Keaton tried again. He bought another lot, behind the Beverly Hills Hotel, and collaborating with architect Gene Verge and his special effects man, Fred "Gabe" Gabourie, he designed a new mansion. The house had five bedrooms and quarters for six servants. It had at least 20 rooms total. The footprint was 11,000 ft2. The style was California Italianate. It was constructed in 1926 for $200,000 and furnished for roughly $100,000. It originally had a U-shaped driveway lined with 42 palm trees that cost $14,000. Among other unusual details was a "mechanized trout stream overhung by an aviary that followed the property line between Buster's land" and Tom Mix's house. Keaton, a fairly skilled amateur engineer, designed some of the furniture, including a mirror and dresser set for Natalie's suite of rooms. Her closet had a secret door.

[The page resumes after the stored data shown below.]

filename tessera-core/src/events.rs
use tokio::sync::broadcast;
use tessera_shared::{ConsistencyAlert, HoldStateChanged, OrderConfirmedEvent};

#[derive(Debug, Clone, serde::Serialize)]
#[serde(tag = "type", rename_all = "snake_case")]
pub enum DomainEvent {
    Hold(HoldStateChanged),
    OrderConfirmed(OrderConfirmedEvent),
    ConsistencyAlert(ConsistencyAlert),
}

impl DomainEvent {
    pub fn topic(&self) -> &'static str {
        match self {
            DomainEvent::Hold(_) => "inventory.holds",
            DomainEvent::OrderConfirmed(_) => "orders.confirmed",
            DomainEvent::ConsistencyAlert(_) => "orders.alerts",
        }
    }

    pub fn key(&self) -> String {
        match self {
            DomainEvent::Hold(e) => e.topic_key(),
            DomainEvent::OrderConfirmed(e) => e.order_id.to_string(),
            DomainEvent::ConsistencyAlert(e) => e.order_id.to_string(),
        }
    }
}

/// In-process publish point for hold-state changes and order outcomes.
/// Transports (Kafka, SSE) subscribe; publishing never blocks or fails the
/// caller when nobody is listening.
#[derive(Clone)]
pub struct EventHub {
    tx: broadcast::Sender<DomainEvent>,
}

impl EventHub {
    pub fn new(capacity: usize) -> Self {
        let (tx, _) = broadcast::channel(capacity);
        Self { tx }
    }

    pub fn publish(&self, event: DomainEvent) {
        if self.tx.send(event).is_err() {
            tracing::trace!("No event subscribers attached");
        }
    }

    pub fn subscribe(&self) -> broadcast::Receiver<DomainEvent> {
        self.tx.subscribe()
    }
}

impl Default for EventHub {
    fn default() -> Self {
        Self::new(256)
    }
}
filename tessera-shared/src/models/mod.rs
pub mod events;
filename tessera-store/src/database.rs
use sqlx::postgres::PgPoolOptions;
use sqlx::{Pool, Postgres};
use std::time::Duration;
use tracing::info;

use crate::app_config::DatabaseConfig;

#[derive(Clone)]
pub struct DbClient {
    pub pool: Pool<Postgres>,
}

impl DbClient {
    pub async fn new(connection_string: &str, max_connections: u32) -> Result<Self, sqlx::Error> {
        let pool = PgPoolOptions::new()
            .max_connections(max_connections)
            .acquire_timeout(Duration::from_secs(3))
            .connect(connection_string)
            .await?;

        Ok(Self { pool })
    }

    /// `None` when no database is configured.
    pub async fn from_config(config: &DatabaseConfig) -> Result<Option<Self>, sqlx::Error> {
        match &config.url {
            Some(url) => Self::new(url, config.max_connections).await.map(Some),
            None => Ok(None),
        }
    }

    pub async fn migrate(&self) -> Result<(), sqlx::migrate::MigrateError> {
        info!("Running database migrations...");
        sqlx::migrate!("../migrations").run(&self.pool).await?;
        info!("Migrations completed successfully.");
        Ok(())
    }
}

#[cfg(test)]
mod tests {
    use super::*;

    #[tokio::test]
    async fn test_no_url_means_no_client() {
        let client = DbClient::from_config(&DatabaseConfig::default()).await.unwrap();
        assert!(client.is_none());
    }
}
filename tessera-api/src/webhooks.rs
use axum::{
    extract::{Path, State},
    http::HeaderMap,
    routing::post,
    Json, Router,
};
use serde::Serialize;
use uuid::Uuid;

use crate::error::AppError;
use crate::state::AppState;
use tessera_core::models::OrderStatus;
use tessera_core::payment::{GatewayType, PaymentStatus};

pub fn routes() -> Router<AppState> {
    Router::new().route("/api/v1/webhooks/{gateway}", post(handle_webhook))
}

const PAYPAL_SIGNATURE_HEADERS: [&str; 5] = [
    "paypal-transmission-id",
    "paypal-transmission-time",
    "paypal-cert-url",
    "paypal-auth-algo",
    "paypal-transmission-sig",
];

const SQUARE_SIGNATURE_HEADER: &str = "x-square-hmacsha256-signature";

#[derive(Debug, Serialize)]
#[serde(rename_all = "camelCase")]
pub struct WebhookAck {
    pub received: bool,
    pub event_type: String,
    pub order_id: Option<Uuid>,
    pub order_status: Option<OrderStatus>,
}

/// PayPal spreads its signature over five headers; they travel to the
/// gateway as one `|`-joined bundle.
fn signature_from_headers(gateway: GatewayType, headers: &HeaderMap) -> Option<String> {
    let header = |name: &str| headers.get(name).and_then(|v| v.to_str().ok()).map(str::to_string);
    match gateway {
        GatewayType::PayPal => PAYPAL_SIGNATURE_HEADERS
            .iter()
            .map(|name| header(name))
            .collect::<Option<Vec<_>>>()
            .map(|parts| parts.join("|")),
        GatewayType::Square => header(SQUARE_SIGNATURE_HEADER),
    }
}

fn settled_status(status: PaymentStatus) -> Option<OrderStatus> {
    match status {
        PaymentStatus::Completed => Some(OrderStatus::Completed),
        PaymentStatus::Failed | PaymentStatus::Cancelled => Some(OrderStatus::Cancelled),
        PaymentStatus::Refunded => Some(OrderStatus::Refunded),
        PaymentStatus::Pending | PaymentStatus::Processing => None,
    }
}

/// POST /api/v1/webhooks/{gateway}
/// Verify, normalise, then settle the matching order. Unknown transactions
/// are acknowledged so the provider stops retrying.
async fn handle_webhook(
    State(state): State<AppState>,
    Path(gateway): Path<GatewayType>,
    headers: HeaderMap,
    body: String,
) -> Result<Json<WebhookAck>, AppError> {
    let signature = signature_from_headers(gateway, &headers);
    let payload = state
        .payments()
        .handle_webhook(gateway, &body, signature.as_deref())
        .await?;
    tracing::info!(
        %gateway,
        event_type = %payload.event_type,
        transaction_id = %payload.transaction_id,
        status = payload.status.as_str(),
        "Webhook received"
    );

    let mut ack = WebhookAck {
        received: true,
        event_type: payload.event_type.clone(),
        order_id: None,
        order_status: None,
    };

    let orders = state.coordinator().orders();
    let Some(order) = orders.find_by_payment_reference(&payload.transaction_id).await? else {
        tracing::warn!(transaction_id = %payload.transaction_id, "Webhook for unknown transaction");
        return Ok(Json(ack));
    };
    ack.order_id = Some(order.id);
    ack.order_status = Some(order.status);

    if let Some(target) = settled_status(payload.status) {
        if order.status.can_transition_to(target) {
            orders.update_order_status(order.id, target).await?;
            ack.order_status = Some(target);
            tracing::info!(order_id = %order.id, status = target.as_str(), "Order settled by webhook");
        } else {
            tracing::warn!(
                order_id = %order.id,
                from = order.status.as_str(),
                to = target.as_str(),
                "Ignoring webhook transition"
            );
        }
    }

    Ok(Json(ack))
}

The house sat on 3 acre. The backyard had a 30 ft "Romanesque" swimming pool. The gardens were designed by a landscaper who had previously worked for Pope Pius XII.

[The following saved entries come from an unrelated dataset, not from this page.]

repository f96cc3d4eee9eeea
use std::collections::{HashMap, HashSet};
use std::sync::Arc;
use tokio::sync::Mutex;
use uuid::Uuid;

use crate::coordinator::OrderSagaCoordinator;
use crate::models::{AtomicOrderResult, CheckoutOutcome, OrderError};
use tessera_core::models::{CartItem, CustomerInfo};
use tessera_core::payment::{
    GatewayType, PaymentAttempt, PaymentErrorCode, PaymentError, PaymentRequest, RefundRequest,
};
use tessera_core::repository::PaymentInfo;
use tessera_payment::PaymentGatewayManager;

/// A redirect payment waiting on the buyer, and the holds it was started for.
#[derive(Debug, Clone)]
struct PendingApproval {
    gateway: GatewayType,
    reservation_ids: HashSet<Uuid>,
}

/// Reserve, charge, then commit. The manager is handed in explicitly so
/// tests and the API can wire whatever gateways they need.
pub struct CheckoutService {
    coordinator: Arc<OrderSagaCoordinator>,
    payments: Arc<PaymentGatewayManager>,
    /// Keyed by provider transaction id.
    approvals: Mutex<HashMap<String, PendingApproval>>,
}

impl CheckoutService {
    pub fn new(coordinator: Arc<OrderSagaCoordinator>, payments: Arc<PaymentGatewayManager>) -> Self {
        Self {
            coordinator,
            payments,
            approvals: Mutex::new(HashMap::new()),
        }
    }

    pub fn coordinator(&self) -> &Arc<OrderSagaCoordinator> {
        &self.coordinator
    }

    pub fn payments(&self) -> &Arc<PaymentGatewayManager> {
        &self.payments
    }

    /// Holds are taken before any money moves and released if the payment
    /// fails. Redirect-style payments keep their holds so the buyer can
    /// finish at the provider and come back through `resume`.
    pub async fn checkout(
        &self,
        session_id: &str,
        customer: &CustomerInfo,
        items: &[CartItem],
        payment_request: &PaymentRequest,
        event_id: Option<Uuid>,
    ) -> CheckoutOutcome {
        let reserved = match self
            .coordinator
            .reserve_cart(session_id, items, self.coordinator.hold_minutes())
            .await
        {
            Ok(reserved) => reserved,
            Err(e) => return CheckoutOutcome::Rejected(AtomicOrderResult::failed(e)),
        };

        let result = self.payments.process_payment(payment_request, event_id).await;

        if let (true, Some(payment)) = (result.requires_action, &result.payment) {
            tracing::info!(session_id, order_ref = %payment_request.order_id, gateway = %payment.gateway, "Checkout waiting on buyer approval");
            self.approvals.lock().await.insert(
                payment.transaction_id.clone(),
                PendingApproval {
                    gateway: payment.gateway,
                    reservation_ids: reserved.reservation_ids.iter().copied().collect(),
                },
            );
            return CheckoutOutcome::ActionRequired {
                gateway: payment.gateway,
                redirect_url: result.redirect_url.clone().unwrap_or_default(),
                reservation_ids: reserved.reservation_ids,
                expires_at: reserved.expires_at,
                transaction_id: payment.transaction_id.clone(),
            };
        }

        let payment = match (result.success && !result.requires_action, result.payment) {
            (true, Some(payment)) => payment,
            (_, _) => {
                let released = self.coordinator.release_reservations(&reserved.reservation_ids).await;
                let error = result.error.unwrap_or_else(|| {
                    PaymentError::new(PaymentErrorCode::UnknownError, "payment failed without detail")
                });
                tracing::warn!(session_id, code = %error.code, released, "Payment failed, holds released");
                return CheckoutOutcome::PaymentFailed { error };
            }
        };

        let info = PaymentInfo::from(&payment);
        let order = self
            .coordinator
            .complete_reserved_order(&reserved.reservation_ids, customer, &info)
            .await;
        if !order.success {
            self.refund_uncommitted(&payment, &order).await;
        }
        CheckoutOutcome::Completed {
            order,
            gateway: payment.gateway,
            transaction_id: payment.transaction_id,
        }
    }

    /// Finish a redirect-style payment on the gateway that started it, then
    /// commit the holds taken at checkout.
    pub async fn resume(
        &self,
        gateway: GatewayType,
        reservation_ids: &[Uuid],
        customer: &CustomerInfo,
        payment_request: &PaymentRequest,
    ) -> CheckoutOutcome {
        // The approval must have been started by `checkout` for exactly these
        // holds on this gateway. It is consumed here so it cannot be captured
        // twice.
        let token = payment_request.payment_token.as_deref().unwrap_or_default();
        {
            let mut approvals = self.approvals.lock().await;
            let matches = approvals.get(token).is_some_and(|pending| {
                pending.gateway == gateway
                    && pending.reservation_ids.len() == reservation_ids.len()
                    && reservation_ids.iter().all(|id| pending.reservation_ids.contains(id))
            });
            if !matches {
                tracing::warn!(%gateway, transaction_id = token, "Resume rejected: approval does not match these holds");
                return CheckoutOutcome::PaymentFailed {
                    error: PaymentError::new(
                        PaymentErrorCode::FraudSuspected,
                        "payment approval was not issued for these reservations",
                    )
                    .with_gateway(gateway),
                };
            }
            approvals.remove(token);
        }

        // Make sure the holds are still good before capturing any money.
        for id in reservation_ids {
            match self.coordinator.ledger().is_reservation_valid(*id).await {
                Ok(true) => {}
                Ok(false) => return CheckoutOutcome::Rejected(AtomicOrderResult::failed(OrderError::ReservationInvalid(*id))),
                Err(e) => return CheckoutOutcome::Rejected(AtomicOrderResult::failed(e.into())),
            }
        }

        let result = self.payments.process_payment_on(gateway, payment_request).await;
        let Some(payment) = result.payment.filter(|_| result.success) else {
            self.coordinator.release_reservations(reservation_ids).await;
            let error = result
                .error
                .unwrap_or_else(|| PaymentError::new(PaymentErrorCode::UnknownError, "capture failed without detail"));
            return CheckoutOutcome::PaymentFailed { error };
        };

        let info = PaymentInfo::from(&payment);
        let order = self
            .coordinator
            .complete_reserved_order(reservation_ids, customer, &info)
            .await;
        if !order.success {
            self.refund_uncommitted(&payment, &order).await;
        }
        CheckoutOutcome::Completed {
            order,
            gateway: payment.gateway,
            transaction_id: payment.transaction_id,
        }
    }

    /// Money was taken but the order did not commit: give it back in full.
    async fn refund_uncommitted(&self, payment: &PaymentAttempt, order: &AtomicOrderResult) {
        let request = RefundRequest {
            gateway: payment.gateway,
            transaction_id: payment.transaction_id.clone(),
            amount: None,
            currency: payment.currency.clone(),
            reason: Some(format!(
                "order not committed: {}",
                order.error_code.map_or("UNKNOWN", |code| code.as_str())
            )),
            idempotency_key: Some(format!("uncommitted-{}", payment.transaction_id)),
        };
        let refund = self.payments.process_refund(&request).await;
        if refund.success {
            tracing::warn!(
                gateway = %payment.gateway,
                transaction_id = %payment.transaction_id,
                refund_id = ?refund.refund_id,
                error_code = ?order.error_code,
                "Order failed after payment; charge refunded"
            );
        } else {
            tracing::error!(
                target: crate::coordinator::CRITICAL_TARGET,
                alert = true,
                gateway = %payment.gateway,
                transaction_id = %payment.transaction_id,
                error = ?refund.error,
                "Order failed after payment and the refund did not go through"
            );
        }
    }
}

The house was used to shoot Parlor, Bedroom, and Bath in 1931. Buster Keaton and Natalie Talmadge divorced. He declared bankruptcy. She got the house and sold it in September 1932.

After the Keaton–Talmadges sold out, the home was later bought and sold by a chain of movie stars including Cary Grant and James Mason. Peter O'Toole and Richard Burton were roommates in the guest house in the 1950s. Pamela and James Mason, who bought the house in 1949, discovered that the home was a de facto silent movie treasure trove that had preserved copies of several important movies and at least one lost film. Keaton had edited his films in a shed on the property. When he moved out, he left behind several film prints in the padlocked shed, and there they remained, forgotten, for 30-odd years. In the 1950s the Masons sold off part of the lot, including the steps, the swimming pool, and half the driveway. Pamela Mason lived in the house by herself until 1997.